Uit Wikipedia, de vrije encyclopedie

Het pyro-elektrisch effect (Oudgrieks: πῦρ, pur is vuur) is een elektrische spanning die ontstaat als sommige materialen worden verhit. Het effect is origineel ontdekt in natuurlijke materialen zoals kwarts en toermalijn, en sindsdien zijn ook kunststoffen gemaakt die het effect vertonen. Zowel bot als peesmateriaal vertonen een pyro-elektrisch effect. Alle materialen die het pyro-elektrisch effect vertonen, vertonen ook het gerelateerde piëzo-elektrisch effect.

Geschiedenis[bewerken | brontekst bewerken]
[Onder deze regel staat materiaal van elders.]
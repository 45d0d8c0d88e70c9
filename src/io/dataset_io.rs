use std::fs;
use std::path::{Path, PathBuf};

use serde::Serialize;
use serde::de::DeserializeOwned;
use tracing::{debug, info, warn};

use crate::io::lock::{FileLock, LockError};
use crate::io::recovery::{self, RecoveryEntry};
use crate::model::config::KpiConfig;
use crate::model::dataset::Dataset;
use crate::model::entry::{EntryKey, EntryRecord, EntrySheet};

pub const DATA_DIR: &str = "kpi";
pub const CONFIG_FILE: &str = "kpi.toml";
pub const INDICATORS_FILE: &str = "indicators.json";
pub const PERIODS_FILE: &str = "periods.json";
pub const CATEGORIES_FILE: &str = "categories.json";
pub const ENTRIES_FILE: &str = "entries.json";

/// Error type for dataset I/O operations
#[derive(Debug, thiserror::Error)]
pub enum DatasetError {
    #[error("not a kpi dataset: no kpi/kpi.toml found")]
    NotADataset,
    #[error("could not read {path}: {source}")]
    ReadError {
        path: PathBuf,
        source: std::io::Error,
    },
    #[error("could not write {path}: {source}")]
    WriteError {
        path: PathBuf,
        source: std::io::Error,
    },
    #[error("could not parse {path}: {source}")]
    JsonError {
        path: PathBuf,
        source: serde_json::Error,
    },
    #[error("could not parse kpi.toml: {0}")]
    ConfigParseError(#[from] toml::de::Error),
    #[error("{0}")]
    Lock(#[from] LockError),
}

/// Discover the dataset by walking up from the given directory, looking for
/// a `kpi/` subdirectory holding `kpi.toml`.
pub fn discover_dataset(start: &Path) -> Result<PathBuf, DatasetError> {
    let mut current = start.to_path_buf();
    loop {
        let data_dir = current.join(DATA_DIR);
        if data_dir.is_dir() && data_dir.join(CONFIG_FILE).exists() {
            return Ok(current);
        }
        if !current.pop() {
            return Err(DatasetError::NotADataset);
        }
    }
}

fn read_text(path: &Path) -> Result<String, DatasetError> {
    fs::read_to_string(path).map_err(|e| DatasetError::ReadError {
        path: path.to_path_buf(),
        source: e,
    })
}

/// Read a JSON array. Optional files that don't exist read as empty.
fn read_json_list<T: DeserializeOwned>(path: &Path, required: bool) -> Result<Vec<T>, DatasetError> {
    if !required && !path.exists() {
        return Ok(Vec::new());
    }
    let text = read_text(path)?;
    serde_json::from_str(&text).map_err(|e| DatasetError::JsonError {
        path: path.to_path_buf(),
        source: e,
    })
}

fn write_json<T: Serialize + ?Sized>(path: &Path, value: &T) -> Result<(), DatasetError> {
    let mut content = serde_json::to_string_pretty(value).map_err(|e| DatasetError::JsonError {
        path: path.to_path_buf(),
        source: e,
    })?;
    content.push('\n');
    recovery::atomic_write(path, content.as_bytes()).map_err(|e| DatasetError::WriteError {
        path: path.to_path_buf(),
        source: e,
    })
}

pub fn read_config(data_dir: &Path) -> Result<KpiConfig, DatasetError> {
    let text = read_text(&data_dir.join(CONFIG_FILE))?;
    Ok(toml::from_str(&text)?)
}

/// Load a complete dataset from the given root directory.
pub fn load_dataset(root: &Path) -> Result<Dataset, DatasetError> {
    let data_dir = root.join(DATA_DIR);
    if !data_dir.is_dir() {
        return Err(DatasetError::NotADataset);
    }

    let config = read_config(&data_dir)?;
    let indicators = read_json_list(&data_dir.join(INDICATORS_FILE), false)?;
    let periods = read_json_list(&data_dir.join(PERIODS_FILE), false)?;
    let categories = read_json_list(&data_dir.join(CATEGORIES_FILE), false)?;
    let records: Vec<EntryRecord> = read_json_list(&data_dir.join(ENTRIES_FILE), false)?;

    let dataset = Dataset {
        root: root.to_path_buf(),
        data_dir,
        config,
        indicators,
        periods,
        categories,
        entries: EntrySheet::from_records(&records),
    };
    debug!(
        indicators = dataset.indicators.len(),
        periods = dataset.periods.len(),
        entries = dataset.entries.len(),
        "dataset loaded"
    );
    Ok(dataset)
}

/// Save the period list back to disk
pub fn save_periods(dataset: &Dataset) -> Result<(), DatasetError> {
    let _lock = FileLock::acquire_default(&dataset.data_dir)?;
    write_json(&dataset.data_dir.join(PERIODS_FILE), &dataset.periods)?;
    info!(count = dataset.periods.len(), "periods saved");
    Ok(())
}

/// Persist every dirty entry and clear its dirty flag.
///
/// The stored file is re-read under the lock and only the dirty cells are
/// merged in, so cells written by another process since load survive. If the
/// write fails the dirty values go to the recovery log and stay dirty.
pub fn save_entries(dataset: &mut Dataset) -> Result<Vec<EntryKey>, DatasetError> {
    if !dataset.entries.has_unsaved() {
        debug!("no unsaved entries");
        return Ok(Vec::new());
    }
    let dirty = dataset.entries.dirty_keys();
    save_keys(dataset, &dirty)?;
    Ok(dirty)
}

/// Persist a single entry
pub fn save_entry(dataset: &mut Dataset, key: EntryKey) -> Result<(), DatasetError> {
    save_keys(dataset, &[key])
}

fn save_keys(dataset: &mut Dataset, keys: &[EntryKey]) -> Result<(), DatasetError> {
    if keys.is_empty() {
        return Ok(());
    }
    let _lock = FileLock::acquire_default(&dataset.data_dir)?;
    let path = dataset.data_dir.join(ENTRIES_FILE);

    let stored: Vec<EntryRecord> = read_json_list(&path, false)?;
    let mut merged = EntrySheet::from_records(&stored);
    for key in keys {
        if let Some(entry) = dataset.entries.get(*key) {
            merged.set_value(*key, entry.actual_value.clone());
        }
    }
    let records = merged.to_records();

    if let Err(e) = write_json(&path, &records) {
        let pending: Vec<EntryRecord> = records
            .into_iter()
            .filter(|r| keys.contains(&EntryKey::new(r.indicator_id, r.period_id)))
            .collect();
        warn!(error = %e, pending = pending.len(), "entry save failed");
        recovery::log_recovery(
            &dataset.data_dir,
            RecoveryEntry {
                timestamp: chrono::Utc::now(),
                description: "entries write failed".to_string(),
                fields: vec![
                    ("Target".to_string(), ENTRIES_FILE.to_string()),
                    ("Error".to_string(), e.to_string()),
                ],
                body: serde_json::to_string_pretty(&pending).unwrap_or_default(),
            },
        );
        return Err(e);
    }

    dataset.entries.mark_saved(keys);
    info!(saved = keys.len(), "entries saved");
    Ok(())
}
De eerste keer dat het pyro-elektrisch effect wordt genoemd is in stukken van Theophrastus in 314 v.Chr.. Hem was opgevallen dat toermalijn een lading kreeg wanneer het werd verwarmd. David Brewster gaf het effect zijn huidige naam in 1824. Zowel William Thomson in 1878 en Voight in 1897 hebben geholpen op de theorie achter het effect te formuleren. Pierre Curie en zijn broer Jacques Curie bestudeerden pyroelektriciteit rond 1880, en ontdekten daarbij het mechanisme van de piëzo-elektriciteit.

Toepassing[bewerken | brontekst bewerken]

Heel kleine temperatuurveranderingen kunnen al een pyro-elektrische ladingsscheiding opleveren. Bewegingssensoren worden vaak uit pyro-elektrische materialen gemaakt omdat de lichaamswarmte van een mens of dier op meters afstand al voldoende zijn om een ladingsverandering te veroorzaken.

Materialen[bewerken | brontekst bewerken]

Goede kunstmatige pyro-elektrische materialen zijn geproduceerd in de vorm van dunne films van galliumnitride, cesiumnitraat, polyvinyl-fluoriden, afgeleiden van fenyl-pyrazine en van kobalt-ftalocyanine.